Steven Spielberg torna in grande spolvero al cinema impegnato di impronta storica firmando una monumentale pellicola che ricostruisce in maniera filologica le fasi salienti e i retroscena dell’approvazione del famoso tredicesimo emendamento della Costituzione americana, che di fatto significò, oltre alla fine della schiavitù, il presupposto per la conclusione della sanguinosa guerra civile. Un traguardo fortemente voluto dal presidente, al suo secondo mandato, il quale si impegnò in una strenua caccia ai voti non esente da compromessi e perfino dal ricorso alla più sfacciata corruzione, una vicenda che forse non molti conoscono e che sicuramente rappresenta uno dei principali motivi di interesse nella visione a tratti eccessivamente – ma necessariamente – verbosa, sebbene l’ottima sceneggiatura ad orologeria di impronta pressappoco teatrale, riesca a coinvolgere con accortezza nelle intricate trame politiche, pur richiedendo una forte dose di attenzione e una predisposizione al genere.
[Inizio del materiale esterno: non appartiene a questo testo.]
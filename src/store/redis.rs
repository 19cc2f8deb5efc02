use anyhow::{anyhow, Context, Result};
use redis::{Commands, Connection, RedisResult};
use std::sync::Mutex;
use std::time::Duration;

use super::SharedStore;

/// Redis-backed shared store.
///
/// Holds one lazily opened connection. A failed command drops the
/// connection so the next call reconnects; callers see the failure once and
/// retry on their next cycle.
pub struct RedisStore {
    client: redis::Client,
    timeout: Duration,
    conn: Mutex<Option<Connection>>,
}

impl RedisStore {
    /// Parses the URL. No connection is made until the first command.
    pub fn open(url: &str, timeout: Duration) -> Result<Self> {
        let client =
            redis::Client::open(url).with_context(|| format!("invalid redis url {}", url))?;
        Ok(Self {
            client,
            timeout,
            conn: Mutex::new(None),
        })
    }

    pub fn ping(&self) -> Result<()> {
        let _: String = self.with_conn(|conn| redis::cmd("PING").query(conn))?;
        Ok(())
    }

    fn with_conn<T>(&self, op: impl FnOnce(&mut Connection) -> RedisResult<T>) -> Result<T> {
        let mut guard = self
            .conn
            .lock()
            .map_err(|_| anyhow!("redis connection lock poisoned"))?;
        if guard.is_none() {
            let conn = self
                .client
                .get_connection_with_timeout(self.timeout)
                .context("connect to redis")?;
            conn.set_read_timeout(Some(self.timeout))?;
            conn.set_write_timeout(Some(self.timeout))?;
            *guard = Some(conn);
        }
        let conn = guard
            .as_mut()
            .ok_or_else(|| anyhow!("redis connection unavailable"))?;
        match op(conn) {
            Ok(value) => Ok(value),
            Err(e) => {
                *guard = None;
                Err(anyhow!("redis command failed: {}", e))
            }
        }
    }
}

impl SharedStore for RedisStore {
    fn get(&self, key: &str) -> Result<Option<String>> {
        self.with_conn(|conn| conn.get(key))
    }

    fn set(&self, key: &str, value: &str) -> Result<()> {
        self.with_conn(|conn| conn.set(key, value))
    }

    fn exists(&self, key: &str) -> Result<bool> {
        self.with_conn(|conn| conn.exists(key))
    }

    fn flush_all(&self) -> Result<()> {
        self.with_conn(|conn| redis::cmd("FLUSHALL").query(conn))
    }
}

#[cfg(test)]
mod tests {
    use super::*;

    #[test]
    fn open_rejects_malformed_url() {
        assert!(RedisStore::open("not a url", Duration::from_millis(10)).is_err());
    }

    #[test]
    fn unreachable_server_is_an_error_not_a_panic() {
        // Port 1 on loopback is never a redis server.
        let store = RedisStore::open("redis://127.0.0.1:1/0", Duration::from_millis(200))
            .expect("url parses");
        assert!(store.get("trigger_status").is_err());
        assert!(store.ping().is_err());
    }
}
Ad agitarsi sono, infatti, quasi esclusivamente le parole e, escluso il breve prologo, il film è privo di scene d’azione tipiche del regista, che si affida unicamente alla maestria del cast e alle atmosfere d’epoca accuratamente ricostruite da scenografi e costumisti e da lui valorizzate grazie ad un uso della macchina da presa dal carattere impressionistico, che in alcune scene dipinge quasi dei quadri.

Non è un’opera strettamente biografica, eppure è innegabile che la figura carismatica di Lincoln, restituita con eccezionale vigore e passione da un Daniel Day Lewis in stato di grazia, meritatamente premiato con l’Oscar (e ottimamente doppiato in italiano dal bravo Francesco Favino), si erge maestosa durante i 150 minuti, conquistando lo spettatore con il suo raffinato intelletto, la sua schiettezza, il suo sottile umorismo, il suo spirito calcolatore, ma anche la sua umanità che viene fuori sia nella naturalezza con cui volge la parola anche ai più umili sottoposti, sia nel suo essere un padre scostante e severo e un marito schivo ma affettuoso.

Un ritratto quasi a trecentosessanta gradi, tra luci e ombre, di un uomo che nel bene o nel male “appartiene alla storia” e che con le sue parole, i suoi ideali e la sua tragica morte ha ispirato e continua ad ispirare generazioni di politici, filosofi, letterati e cinefili.